Items from a dataset
#####

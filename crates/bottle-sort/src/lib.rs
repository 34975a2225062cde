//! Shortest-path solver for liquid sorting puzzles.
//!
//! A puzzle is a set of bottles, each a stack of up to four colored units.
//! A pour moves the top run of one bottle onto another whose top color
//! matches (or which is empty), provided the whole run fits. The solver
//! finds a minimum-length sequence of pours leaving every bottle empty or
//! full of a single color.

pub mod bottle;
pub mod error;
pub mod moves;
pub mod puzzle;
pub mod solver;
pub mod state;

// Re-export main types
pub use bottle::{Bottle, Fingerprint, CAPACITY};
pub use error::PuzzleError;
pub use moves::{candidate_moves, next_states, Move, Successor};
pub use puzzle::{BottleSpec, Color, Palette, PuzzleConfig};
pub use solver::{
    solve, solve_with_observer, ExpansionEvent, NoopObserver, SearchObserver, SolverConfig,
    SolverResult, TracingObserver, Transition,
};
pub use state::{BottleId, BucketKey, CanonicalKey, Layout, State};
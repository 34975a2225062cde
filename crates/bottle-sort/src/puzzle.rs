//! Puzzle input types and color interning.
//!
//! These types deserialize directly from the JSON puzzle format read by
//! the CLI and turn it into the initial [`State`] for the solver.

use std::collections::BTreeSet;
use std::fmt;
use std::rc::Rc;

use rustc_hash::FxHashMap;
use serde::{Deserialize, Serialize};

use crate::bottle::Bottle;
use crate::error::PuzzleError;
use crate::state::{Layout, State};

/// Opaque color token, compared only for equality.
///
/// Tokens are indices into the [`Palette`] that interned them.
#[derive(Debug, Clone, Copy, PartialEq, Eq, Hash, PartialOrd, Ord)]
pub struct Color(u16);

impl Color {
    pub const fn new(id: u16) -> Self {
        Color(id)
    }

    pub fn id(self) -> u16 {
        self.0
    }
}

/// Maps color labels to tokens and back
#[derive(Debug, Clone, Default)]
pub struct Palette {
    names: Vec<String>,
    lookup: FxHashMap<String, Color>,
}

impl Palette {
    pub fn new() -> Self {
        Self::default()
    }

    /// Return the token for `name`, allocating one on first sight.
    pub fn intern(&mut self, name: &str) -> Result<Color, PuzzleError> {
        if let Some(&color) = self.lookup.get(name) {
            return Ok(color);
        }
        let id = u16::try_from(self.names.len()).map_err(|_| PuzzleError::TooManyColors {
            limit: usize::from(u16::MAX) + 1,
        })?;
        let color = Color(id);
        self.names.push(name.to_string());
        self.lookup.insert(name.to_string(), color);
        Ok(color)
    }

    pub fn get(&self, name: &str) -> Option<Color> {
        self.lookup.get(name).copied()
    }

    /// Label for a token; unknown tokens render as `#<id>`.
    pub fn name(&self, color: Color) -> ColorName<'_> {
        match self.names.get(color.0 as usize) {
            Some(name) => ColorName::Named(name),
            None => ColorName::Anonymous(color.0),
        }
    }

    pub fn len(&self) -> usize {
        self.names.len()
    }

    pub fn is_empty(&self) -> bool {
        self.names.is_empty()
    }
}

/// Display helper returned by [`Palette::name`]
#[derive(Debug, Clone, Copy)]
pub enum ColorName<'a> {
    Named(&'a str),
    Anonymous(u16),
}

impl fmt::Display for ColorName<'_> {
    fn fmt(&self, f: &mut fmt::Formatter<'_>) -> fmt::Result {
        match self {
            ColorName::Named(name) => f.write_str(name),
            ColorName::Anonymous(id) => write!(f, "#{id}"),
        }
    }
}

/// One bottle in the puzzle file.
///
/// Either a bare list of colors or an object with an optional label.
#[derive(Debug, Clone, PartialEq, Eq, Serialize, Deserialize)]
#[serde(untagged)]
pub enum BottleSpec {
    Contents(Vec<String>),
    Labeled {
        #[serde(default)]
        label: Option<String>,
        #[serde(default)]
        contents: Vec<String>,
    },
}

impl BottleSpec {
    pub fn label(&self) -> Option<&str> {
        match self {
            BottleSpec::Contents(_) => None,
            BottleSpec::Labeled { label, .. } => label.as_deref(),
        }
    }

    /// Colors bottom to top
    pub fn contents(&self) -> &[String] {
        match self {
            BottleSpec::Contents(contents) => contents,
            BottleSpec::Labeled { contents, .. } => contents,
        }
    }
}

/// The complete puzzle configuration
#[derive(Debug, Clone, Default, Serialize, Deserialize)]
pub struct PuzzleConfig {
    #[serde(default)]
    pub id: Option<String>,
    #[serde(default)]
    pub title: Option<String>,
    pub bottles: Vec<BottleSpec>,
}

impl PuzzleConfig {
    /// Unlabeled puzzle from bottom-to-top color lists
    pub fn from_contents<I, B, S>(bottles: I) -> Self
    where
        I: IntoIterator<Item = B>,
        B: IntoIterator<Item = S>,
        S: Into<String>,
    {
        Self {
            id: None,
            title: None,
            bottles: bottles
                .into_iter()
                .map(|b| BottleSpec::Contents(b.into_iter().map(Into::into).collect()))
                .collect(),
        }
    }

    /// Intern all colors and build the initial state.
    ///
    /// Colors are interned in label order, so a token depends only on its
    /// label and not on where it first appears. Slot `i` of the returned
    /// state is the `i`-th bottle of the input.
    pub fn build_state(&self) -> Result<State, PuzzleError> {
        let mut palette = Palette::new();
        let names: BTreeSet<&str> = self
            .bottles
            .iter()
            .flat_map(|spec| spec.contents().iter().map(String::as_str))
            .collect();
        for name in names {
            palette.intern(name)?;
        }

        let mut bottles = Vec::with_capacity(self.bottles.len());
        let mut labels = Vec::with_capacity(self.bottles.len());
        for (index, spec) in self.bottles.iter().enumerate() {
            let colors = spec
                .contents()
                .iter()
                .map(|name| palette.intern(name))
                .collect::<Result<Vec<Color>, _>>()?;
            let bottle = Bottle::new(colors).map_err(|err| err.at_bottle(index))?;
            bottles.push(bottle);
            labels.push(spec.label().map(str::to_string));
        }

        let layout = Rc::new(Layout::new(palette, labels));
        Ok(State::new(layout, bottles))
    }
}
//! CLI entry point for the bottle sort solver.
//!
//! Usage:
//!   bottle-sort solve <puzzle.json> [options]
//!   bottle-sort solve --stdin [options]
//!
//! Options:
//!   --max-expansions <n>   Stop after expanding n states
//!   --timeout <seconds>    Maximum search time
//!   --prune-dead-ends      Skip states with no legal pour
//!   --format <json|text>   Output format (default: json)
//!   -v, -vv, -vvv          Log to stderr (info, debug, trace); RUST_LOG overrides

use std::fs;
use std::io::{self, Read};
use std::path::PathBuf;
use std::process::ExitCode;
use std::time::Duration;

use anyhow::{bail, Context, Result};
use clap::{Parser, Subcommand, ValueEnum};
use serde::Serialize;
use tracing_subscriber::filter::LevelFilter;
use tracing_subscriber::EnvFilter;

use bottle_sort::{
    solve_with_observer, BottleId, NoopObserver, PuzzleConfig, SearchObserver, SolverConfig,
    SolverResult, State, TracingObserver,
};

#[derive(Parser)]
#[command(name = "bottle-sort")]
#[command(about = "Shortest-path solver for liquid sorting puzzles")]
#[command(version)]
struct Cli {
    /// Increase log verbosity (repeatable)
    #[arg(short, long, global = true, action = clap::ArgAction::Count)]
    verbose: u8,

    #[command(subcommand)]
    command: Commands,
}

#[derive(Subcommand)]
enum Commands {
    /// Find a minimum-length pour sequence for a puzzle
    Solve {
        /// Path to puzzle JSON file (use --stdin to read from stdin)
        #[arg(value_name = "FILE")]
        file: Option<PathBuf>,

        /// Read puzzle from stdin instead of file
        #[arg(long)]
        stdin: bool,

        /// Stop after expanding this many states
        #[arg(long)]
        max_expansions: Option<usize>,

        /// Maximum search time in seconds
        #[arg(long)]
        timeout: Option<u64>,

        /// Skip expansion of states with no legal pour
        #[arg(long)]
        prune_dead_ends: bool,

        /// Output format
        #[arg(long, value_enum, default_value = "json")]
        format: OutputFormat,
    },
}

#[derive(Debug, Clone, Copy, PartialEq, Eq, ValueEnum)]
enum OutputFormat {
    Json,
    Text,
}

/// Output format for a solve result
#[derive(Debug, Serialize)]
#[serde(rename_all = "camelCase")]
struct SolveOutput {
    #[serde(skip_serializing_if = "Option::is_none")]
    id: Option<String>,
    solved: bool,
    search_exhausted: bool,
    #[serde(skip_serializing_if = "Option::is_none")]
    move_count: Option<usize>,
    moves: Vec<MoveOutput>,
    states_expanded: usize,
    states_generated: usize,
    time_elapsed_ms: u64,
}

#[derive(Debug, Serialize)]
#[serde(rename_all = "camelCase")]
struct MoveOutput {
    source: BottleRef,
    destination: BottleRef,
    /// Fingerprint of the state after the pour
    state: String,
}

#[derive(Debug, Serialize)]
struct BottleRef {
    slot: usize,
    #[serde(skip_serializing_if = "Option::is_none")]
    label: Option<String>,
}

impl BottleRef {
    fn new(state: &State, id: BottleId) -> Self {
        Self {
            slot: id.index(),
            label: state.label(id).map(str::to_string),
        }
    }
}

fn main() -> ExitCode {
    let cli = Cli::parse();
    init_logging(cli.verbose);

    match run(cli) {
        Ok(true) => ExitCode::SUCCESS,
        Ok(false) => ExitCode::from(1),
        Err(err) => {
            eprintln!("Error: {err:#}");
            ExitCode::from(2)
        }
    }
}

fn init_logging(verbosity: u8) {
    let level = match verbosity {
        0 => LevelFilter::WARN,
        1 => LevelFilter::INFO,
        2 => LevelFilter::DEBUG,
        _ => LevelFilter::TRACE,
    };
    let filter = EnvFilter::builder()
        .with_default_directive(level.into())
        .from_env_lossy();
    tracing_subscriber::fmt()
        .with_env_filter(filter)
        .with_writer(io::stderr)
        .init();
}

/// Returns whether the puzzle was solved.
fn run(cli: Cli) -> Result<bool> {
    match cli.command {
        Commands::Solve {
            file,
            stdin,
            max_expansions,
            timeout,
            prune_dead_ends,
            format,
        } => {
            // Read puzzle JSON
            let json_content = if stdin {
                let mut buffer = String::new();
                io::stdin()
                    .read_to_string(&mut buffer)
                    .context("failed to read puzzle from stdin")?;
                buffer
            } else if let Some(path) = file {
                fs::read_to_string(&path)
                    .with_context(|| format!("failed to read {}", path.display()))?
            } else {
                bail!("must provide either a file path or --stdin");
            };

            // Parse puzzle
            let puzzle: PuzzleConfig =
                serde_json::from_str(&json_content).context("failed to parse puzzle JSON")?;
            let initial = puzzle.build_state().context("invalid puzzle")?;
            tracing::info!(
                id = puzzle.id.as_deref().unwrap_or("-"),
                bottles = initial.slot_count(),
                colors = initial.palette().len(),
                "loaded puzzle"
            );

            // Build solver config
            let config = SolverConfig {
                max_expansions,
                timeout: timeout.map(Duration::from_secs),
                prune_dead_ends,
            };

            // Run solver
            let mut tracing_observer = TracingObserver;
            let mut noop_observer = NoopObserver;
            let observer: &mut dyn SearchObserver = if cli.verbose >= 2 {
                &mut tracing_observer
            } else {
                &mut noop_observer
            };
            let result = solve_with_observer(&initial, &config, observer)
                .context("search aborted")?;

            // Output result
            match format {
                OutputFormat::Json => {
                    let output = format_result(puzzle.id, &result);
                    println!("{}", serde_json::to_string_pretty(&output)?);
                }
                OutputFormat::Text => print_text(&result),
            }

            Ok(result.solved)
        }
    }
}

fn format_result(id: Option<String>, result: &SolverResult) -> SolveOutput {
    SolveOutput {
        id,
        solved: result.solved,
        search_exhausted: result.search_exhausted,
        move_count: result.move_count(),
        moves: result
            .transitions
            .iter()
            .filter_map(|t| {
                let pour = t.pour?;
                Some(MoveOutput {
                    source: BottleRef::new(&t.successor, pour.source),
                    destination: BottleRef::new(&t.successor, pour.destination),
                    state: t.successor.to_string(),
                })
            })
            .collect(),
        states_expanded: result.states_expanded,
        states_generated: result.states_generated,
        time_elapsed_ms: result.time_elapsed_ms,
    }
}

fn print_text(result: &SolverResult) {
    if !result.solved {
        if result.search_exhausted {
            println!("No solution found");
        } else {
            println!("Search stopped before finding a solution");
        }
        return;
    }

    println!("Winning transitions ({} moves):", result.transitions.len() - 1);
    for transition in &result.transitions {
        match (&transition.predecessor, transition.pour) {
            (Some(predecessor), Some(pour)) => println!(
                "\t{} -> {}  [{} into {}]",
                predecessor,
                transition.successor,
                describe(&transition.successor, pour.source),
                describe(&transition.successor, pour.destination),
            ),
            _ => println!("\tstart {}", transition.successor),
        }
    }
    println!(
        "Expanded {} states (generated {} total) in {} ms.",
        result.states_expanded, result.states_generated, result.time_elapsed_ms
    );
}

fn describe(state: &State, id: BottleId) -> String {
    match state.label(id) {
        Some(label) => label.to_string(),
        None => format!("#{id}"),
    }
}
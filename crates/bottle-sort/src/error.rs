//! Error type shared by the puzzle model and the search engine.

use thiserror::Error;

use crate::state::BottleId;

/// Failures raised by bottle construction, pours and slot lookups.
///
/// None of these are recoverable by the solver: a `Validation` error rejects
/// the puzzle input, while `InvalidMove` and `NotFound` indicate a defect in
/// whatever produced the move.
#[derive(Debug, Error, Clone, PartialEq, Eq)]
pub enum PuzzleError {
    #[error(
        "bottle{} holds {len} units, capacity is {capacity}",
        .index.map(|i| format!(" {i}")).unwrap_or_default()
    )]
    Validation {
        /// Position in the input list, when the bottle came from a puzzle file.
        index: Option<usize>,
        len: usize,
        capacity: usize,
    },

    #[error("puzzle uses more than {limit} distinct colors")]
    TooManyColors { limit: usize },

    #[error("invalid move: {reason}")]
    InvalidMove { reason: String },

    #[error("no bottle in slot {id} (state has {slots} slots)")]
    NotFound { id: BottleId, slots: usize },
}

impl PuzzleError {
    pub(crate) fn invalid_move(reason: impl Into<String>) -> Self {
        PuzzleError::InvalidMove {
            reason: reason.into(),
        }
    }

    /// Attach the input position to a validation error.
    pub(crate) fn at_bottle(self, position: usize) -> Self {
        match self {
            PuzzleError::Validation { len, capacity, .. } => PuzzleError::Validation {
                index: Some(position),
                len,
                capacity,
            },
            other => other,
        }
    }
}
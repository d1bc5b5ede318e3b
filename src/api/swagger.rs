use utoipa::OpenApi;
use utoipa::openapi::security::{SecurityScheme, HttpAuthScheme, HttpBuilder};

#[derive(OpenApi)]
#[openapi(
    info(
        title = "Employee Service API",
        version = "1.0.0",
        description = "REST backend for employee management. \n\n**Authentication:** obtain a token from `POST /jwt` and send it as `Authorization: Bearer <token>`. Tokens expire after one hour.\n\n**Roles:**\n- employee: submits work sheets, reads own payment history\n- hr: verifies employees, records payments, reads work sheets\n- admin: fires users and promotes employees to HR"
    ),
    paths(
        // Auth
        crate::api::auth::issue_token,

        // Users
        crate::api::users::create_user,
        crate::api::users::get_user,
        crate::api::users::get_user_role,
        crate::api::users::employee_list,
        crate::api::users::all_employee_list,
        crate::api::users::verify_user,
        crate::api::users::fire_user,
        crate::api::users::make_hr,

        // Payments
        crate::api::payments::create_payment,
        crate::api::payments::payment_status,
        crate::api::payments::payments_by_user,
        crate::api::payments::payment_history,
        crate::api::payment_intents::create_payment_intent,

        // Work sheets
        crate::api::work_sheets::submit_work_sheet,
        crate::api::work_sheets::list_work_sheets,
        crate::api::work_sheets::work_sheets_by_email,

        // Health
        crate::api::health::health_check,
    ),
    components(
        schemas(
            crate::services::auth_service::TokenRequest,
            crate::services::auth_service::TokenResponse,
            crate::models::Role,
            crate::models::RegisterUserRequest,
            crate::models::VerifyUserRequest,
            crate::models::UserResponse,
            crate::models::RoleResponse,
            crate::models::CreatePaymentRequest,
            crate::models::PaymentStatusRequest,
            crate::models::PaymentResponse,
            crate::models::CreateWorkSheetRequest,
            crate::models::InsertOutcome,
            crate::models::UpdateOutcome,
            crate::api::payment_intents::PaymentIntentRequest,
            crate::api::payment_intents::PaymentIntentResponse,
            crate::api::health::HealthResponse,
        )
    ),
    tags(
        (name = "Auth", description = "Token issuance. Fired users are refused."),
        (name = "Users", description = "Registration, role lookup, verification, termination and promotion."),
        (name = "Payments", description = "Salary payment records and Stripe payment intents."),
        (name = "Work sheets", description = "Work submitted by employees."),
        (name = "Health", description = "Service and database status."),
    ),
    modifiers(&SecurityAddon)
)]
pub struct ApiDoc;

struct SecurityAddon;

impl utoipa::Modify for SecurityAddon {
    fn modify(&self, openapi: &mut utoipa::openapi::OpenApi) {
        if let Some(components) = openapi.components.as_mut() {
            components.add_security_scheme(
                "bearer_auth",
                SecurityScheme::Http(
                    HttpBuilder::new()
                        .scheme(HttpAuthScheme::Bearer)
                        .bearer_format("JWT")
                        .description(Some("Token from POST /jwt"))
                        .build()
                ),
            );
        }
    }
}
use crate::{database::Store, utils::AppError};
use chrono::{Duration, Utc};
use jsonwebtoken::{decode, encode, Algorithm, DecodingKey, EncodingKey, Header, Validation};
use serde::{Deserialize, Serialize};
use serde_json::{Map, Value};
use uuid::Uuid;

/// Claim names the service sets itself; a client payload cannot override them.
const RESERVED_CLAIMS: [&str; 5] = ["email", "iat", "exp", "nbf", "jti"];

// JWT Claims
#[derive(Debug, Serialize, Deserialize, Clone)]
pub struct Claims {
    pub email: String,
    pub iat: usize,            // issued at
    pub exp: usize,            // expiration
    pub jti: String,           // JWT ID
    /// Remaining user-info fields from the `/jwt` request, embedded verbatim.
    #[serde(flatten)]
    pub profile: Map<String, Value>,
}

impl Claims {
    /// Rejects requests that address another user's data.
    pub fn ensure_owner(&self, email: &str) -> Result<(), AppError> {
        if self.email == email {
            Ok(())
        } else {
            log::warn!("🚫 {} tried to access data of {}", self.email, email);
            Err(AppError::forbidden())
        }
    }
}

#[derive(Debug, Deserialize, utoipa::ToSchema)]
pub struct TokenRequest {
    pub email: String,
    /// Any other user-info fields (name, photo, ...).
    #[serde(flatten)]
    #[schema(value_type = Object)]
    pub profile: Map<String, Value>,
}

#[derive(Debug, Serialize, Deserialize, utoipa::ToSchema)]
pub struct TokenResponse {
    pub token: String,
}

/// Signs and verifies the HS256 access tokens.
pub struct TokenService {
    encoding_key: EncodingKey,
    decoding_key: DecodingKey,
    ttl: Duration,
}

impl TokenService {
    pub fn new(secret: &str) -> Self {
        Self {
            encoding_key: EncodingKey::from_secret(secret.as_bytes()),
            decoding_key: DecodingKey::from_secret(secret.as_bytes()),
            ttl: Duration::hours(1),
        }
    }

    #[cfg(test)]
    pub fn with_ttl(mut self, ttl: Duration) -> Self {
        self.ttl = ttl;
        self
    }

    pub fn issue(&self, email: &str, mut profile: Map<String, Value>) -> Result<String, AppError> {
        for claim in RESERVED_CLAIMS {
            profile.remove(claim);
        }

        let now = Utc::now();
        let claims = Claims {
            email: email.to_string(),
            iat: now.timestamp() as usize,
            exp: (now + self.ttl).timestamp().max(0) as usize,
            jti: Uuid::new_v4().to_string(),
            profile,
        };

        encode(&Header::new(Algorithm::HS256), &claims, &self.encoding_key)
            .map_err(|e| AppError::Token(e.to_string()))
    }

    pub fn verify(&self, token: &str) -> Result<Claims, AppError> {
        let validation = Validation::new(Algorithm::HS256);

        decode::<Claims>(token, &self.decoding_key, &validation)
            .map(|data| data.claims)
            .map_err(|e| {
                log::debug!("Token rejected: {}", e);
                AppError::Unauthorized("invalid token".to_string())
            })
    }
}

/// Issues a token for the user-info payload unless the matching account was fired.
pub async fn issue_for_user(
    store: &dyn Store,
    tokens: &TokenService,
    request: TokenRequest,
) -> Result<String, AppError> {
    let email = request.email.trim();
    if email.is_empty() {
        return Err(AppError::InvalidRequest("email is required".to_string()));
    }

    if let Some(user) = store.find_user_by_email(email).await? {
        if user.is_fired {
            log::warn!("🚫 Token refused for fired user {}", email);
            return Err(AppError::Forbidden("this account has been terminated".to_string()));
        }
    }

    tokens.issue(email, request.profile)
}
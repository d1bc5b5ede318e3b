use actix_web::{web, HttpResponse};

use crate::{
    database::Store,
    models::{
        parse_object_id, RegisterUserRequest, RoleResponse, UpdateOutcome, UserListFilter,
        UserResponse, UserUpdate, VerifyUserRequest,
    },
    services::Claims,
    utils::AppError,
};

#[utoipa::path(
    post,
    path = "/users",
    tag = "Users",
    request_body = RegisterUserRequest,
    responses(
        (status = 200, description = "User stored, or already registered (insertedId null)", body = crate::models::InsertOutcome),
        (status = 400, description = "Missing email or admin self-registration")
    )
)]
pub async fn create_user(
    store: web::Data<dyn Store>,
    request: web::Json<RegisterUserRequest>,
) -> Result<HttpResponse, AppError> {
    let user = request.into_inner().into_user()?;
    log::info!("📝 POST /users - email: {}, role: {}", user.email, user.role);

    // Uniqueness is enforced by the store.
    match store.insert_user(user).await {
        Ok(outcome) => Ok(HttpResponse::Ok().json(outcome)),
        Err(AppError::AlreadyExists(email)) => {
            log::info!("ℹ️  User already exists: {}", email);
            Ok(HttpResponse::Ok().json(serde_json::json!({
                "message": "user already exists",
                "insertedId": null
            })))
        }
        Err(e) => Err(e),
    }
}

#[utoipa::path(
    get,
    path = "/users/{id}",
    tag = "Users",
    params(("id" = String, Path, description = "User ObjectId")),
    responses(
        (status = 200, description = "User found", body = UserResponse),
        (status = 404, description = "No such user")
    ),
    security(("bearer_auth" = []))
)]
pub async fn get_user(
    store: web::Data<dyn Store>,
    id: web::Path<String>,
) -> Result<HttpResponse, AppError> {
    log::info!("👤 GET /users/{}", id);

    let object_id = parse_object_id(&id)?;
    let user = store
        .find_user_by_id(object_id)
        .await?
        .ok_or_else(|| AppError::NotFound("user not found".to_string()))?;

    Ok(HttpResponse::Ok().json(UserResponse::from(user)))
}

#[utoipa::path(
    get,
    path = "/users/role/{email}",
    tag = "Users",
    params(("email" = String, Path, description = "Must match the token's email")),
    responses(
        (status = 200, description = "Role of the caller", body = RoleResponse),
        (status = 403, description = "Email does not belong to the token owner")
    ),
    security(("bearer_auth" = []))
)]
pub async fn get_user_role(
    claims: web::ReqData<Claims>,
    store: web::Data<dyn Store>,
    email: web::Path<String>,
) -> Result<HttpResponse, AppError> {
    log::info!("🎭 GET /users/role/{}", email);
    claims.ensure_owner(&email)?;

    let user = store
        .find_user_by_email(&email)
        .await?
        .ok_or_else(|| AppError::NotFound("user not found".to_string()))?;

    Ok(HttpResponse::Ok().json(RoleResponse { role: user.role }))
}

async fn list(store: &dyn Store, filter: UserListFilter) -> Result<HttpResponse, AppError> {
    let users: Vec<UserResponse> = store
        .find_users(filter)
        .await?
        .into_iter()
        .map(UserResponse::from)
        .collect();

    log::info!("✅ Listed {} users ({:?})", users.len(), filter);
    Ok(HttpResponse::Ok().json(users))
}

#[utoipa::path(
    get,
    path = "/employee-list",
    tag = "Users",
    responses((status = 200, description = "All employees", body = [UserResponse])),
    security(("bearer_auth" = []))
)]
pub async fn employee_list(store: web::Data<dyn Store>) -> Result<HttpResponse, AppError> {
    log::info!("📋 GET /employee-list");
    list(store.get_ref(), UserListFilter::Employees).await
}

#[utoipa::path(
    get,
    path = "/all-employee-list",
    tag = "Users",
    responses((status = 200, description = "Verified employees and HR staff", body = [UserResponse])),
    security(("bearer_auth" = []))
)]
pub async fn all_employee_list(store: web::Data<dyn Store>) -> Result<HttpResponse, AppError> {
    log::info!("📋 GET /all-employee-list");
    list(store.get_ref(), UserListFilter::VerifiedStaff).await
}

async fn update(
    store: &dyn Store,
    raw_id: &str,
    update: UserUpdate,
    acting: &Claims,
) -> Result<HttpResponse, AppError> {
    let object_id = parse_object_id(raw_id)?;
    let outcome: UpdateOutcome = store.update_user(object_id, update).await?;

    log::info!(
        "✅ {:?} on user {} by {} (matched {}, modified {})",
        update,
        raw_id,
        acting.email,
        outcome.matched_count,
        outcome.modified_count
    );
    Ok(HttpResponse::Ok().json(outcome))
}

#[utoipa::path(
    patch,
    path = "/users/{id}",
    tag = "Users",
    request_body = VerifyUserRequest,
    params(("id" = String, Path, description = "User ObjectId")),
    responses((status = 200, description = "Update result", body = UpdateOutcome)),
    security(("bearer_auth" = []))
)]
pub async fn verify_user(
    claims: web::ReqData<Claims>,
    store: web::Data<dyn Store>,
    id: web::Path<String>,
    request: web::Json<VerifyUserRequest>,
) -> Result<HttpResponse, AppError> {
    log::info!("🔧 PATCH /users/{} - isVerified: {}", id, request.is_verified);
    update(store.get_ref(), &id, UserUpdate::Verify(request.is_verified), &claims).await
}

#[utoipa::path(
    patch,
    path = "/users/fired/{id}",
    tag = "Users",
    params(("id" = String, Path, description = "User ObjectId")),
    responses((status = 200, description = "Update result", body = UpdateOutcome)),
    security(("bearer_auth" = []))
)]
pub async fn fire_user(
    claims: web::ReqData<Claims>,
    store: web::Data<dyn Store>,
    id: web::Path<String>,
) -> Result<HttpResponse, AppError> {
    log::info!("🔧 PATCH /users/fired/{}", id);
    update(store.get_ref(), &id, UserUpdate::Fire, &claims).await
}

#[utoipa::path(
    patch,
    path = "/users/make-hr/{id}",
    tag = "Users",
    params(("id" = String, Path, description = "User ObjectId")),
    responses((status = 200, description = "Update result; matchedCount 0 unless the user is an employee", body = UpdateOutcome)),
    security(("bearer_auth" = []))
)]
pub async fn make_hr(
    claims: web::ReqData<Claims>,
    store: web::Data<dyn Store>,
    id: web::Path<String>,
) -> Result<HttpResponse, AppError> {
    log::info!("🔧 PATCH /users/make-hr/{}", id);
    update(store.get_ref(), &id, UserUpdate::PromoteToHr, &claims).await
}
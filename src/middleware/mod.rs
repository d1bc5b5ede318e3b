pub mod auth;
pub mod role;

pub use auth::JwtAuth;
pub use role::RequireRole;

#####

The reply should consist solely of the lines above from the one that has "let id = u16::try_from(self.names.len()).map_err(|_|" through the one that has "Label for a", reproduced exactly.

▶ **Solution to this task**:
        let id = u16::try_from(self.names.len()).map_err(|_| PuzzleError::TooManyColors {
            limit: usize::from(u16::MAX) + 1,
        })?;
        let color = Color(id);
        self.names.push(name.to_string());
        self.lookup.insert(name.to_string(), color);
        Ok(color)
    }

    pub fn get(&self, name: &str) -> Option<Color> {
        self.lookup.get(name).copied()
    }

    /// Label for a token; unknown tokens render as `#<id>`.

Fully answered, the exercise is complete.